[Task directions]
Retype, word for word, every line from the one holding "F: FnMut(u8, &str, &str)" through the one holding "pub fn to_priority(level: u8)" in the entries below, both included, and only those lines.

Collected data entries
════════════════

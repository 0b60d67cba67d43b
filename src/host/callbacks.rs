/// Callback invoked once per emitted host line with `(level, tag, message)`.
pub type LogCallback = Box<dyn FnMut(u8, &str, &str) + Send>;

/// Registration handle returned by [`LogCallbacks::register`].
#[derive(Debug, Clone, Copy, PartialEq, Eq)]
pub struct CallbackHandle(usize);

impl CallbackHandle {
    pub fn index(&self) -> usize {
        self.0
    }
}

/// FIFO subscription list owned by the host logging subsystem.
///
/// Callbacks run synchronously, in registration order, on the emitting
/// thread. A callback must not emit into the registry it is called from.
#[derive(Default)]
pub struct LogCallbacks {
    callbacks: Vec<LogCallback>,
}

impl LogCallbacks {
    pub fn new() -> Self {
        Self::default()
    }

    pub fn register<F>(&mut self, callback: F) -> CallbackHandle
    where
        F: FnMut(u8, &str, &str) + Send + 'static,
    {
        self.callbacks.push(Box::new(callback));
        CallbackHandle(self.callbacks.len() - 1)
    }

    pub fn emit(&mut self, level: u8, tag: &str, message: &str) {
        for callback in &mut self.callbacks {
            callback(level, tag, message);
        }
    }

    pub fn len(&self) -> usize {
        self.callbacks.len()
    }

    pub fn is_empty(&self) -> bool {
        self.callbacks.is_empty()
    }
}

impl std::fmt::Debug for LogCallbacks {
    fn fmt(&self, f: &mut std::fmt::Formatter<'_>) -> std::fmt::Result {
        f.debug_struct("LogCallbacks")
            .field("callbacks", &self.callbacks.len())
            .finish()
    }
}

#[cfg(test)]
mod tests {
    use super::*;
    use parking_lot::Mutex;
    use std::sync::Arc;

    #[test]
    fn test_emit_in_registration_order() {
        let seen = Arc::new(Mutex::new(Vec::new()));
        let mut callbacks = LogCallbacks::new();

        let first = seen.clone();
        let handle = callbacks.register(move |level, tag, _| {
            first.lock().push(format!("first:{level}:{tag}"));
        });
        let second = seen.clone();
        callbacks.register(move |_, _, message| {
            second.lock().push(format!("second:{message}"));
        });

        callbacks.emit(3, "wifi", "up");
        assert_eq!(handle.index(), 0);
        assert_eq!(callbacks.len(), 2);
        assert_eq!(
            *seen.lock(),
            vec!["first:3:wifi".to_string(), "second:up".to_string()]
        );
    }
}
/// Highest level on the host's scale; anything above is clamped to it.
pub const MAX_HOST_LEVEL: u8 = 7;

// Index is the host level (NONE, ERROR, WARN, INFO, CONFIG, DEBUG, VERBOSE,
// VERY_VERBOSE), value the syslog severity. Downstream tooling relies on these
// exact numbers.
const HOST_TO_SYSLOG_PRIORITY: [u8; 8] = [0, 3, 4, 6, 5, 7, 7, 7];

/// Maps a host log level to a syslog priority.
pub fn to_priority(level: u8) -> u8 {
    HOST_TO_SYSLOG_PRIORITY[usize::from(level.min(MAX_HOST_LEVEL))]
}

════════════════

[Solved problem]
        F: FnMut(u8, &str, &str) + Send + 'static,
    {
        self.callbacks.push(Box::new(callback));
        CallbackHandle(self.callbacks.len() - 1)
    }

    pub fn emit(&mut self, level: u8, tag: &str, message: &str) {
        for callback in &mut self.callbacks {
            callback(level, tag, message);
        }
    }

    pub fn len(&self) -> usize {
        self.callbacks.len()
    }

    pub fn is_empty(&self) -> bool {
        self.callbacks.is_empty()
    }
}

impl std::fmt::Debug for LogCallbacks {
    fn fmt(&self, f: &mut std::fmt::Formatter<'_>) -> std::fmt::Result {
        f.debug_struct("LogCallbacks")
            .field("callbacks", &self.callbacks.len())
            .finish()
    }
}

#[cfg(test)]
mod tests {
    use super::*;
    use parking_lot::Mutex;
    use std::sync::Arc;

    #[test]
    fn test_emit_in_registration_order() {
        let seen = Arc::new(Mutex::new(Vec::new()));
        let mut callbacks = LogCallbacks::new();

        let first = seen.clone();
        let handle = callbacks.register(move |level, tag, _| {
            first.lock().push(format!("first:{level}:{tag}"));
        });
        let second = seen.clone();
        callbacks.register(move |_, _, message| {
            second.lock().push(format!("second:{message}"));
        });

        callbacks.emit(3, "wifi", "up");
        assert_eq!(handle.index(), 0);
        assert_eq!(callbacks.len(), 2);
        assert_eq!(
            *seen.lock(),
            vec!["first:3:wifi".to_string(), "second:up".to_string()]
        );
    }
}
/// Highest level on the host's scale; anything above is clamped to it.
pub const MAX_HOST_LEVEL: u8 = 7;

// Index is the host level (NONE, ERROR, WARN, INFO, CONFIG, DEBUG, VERBOSE,
// VERY_VERBOSE), value the syslog severity. Downstream tooling relies on these
// exact numbers.
const HOST_TO_SYSLOG_PRIORITY: [u8; 8] = [0, 3, 4, 6, 5, 7, 7, 7];

/// Maps a host log level to a syslog priority.
pub fn to_priority(level: u8) -> u8 {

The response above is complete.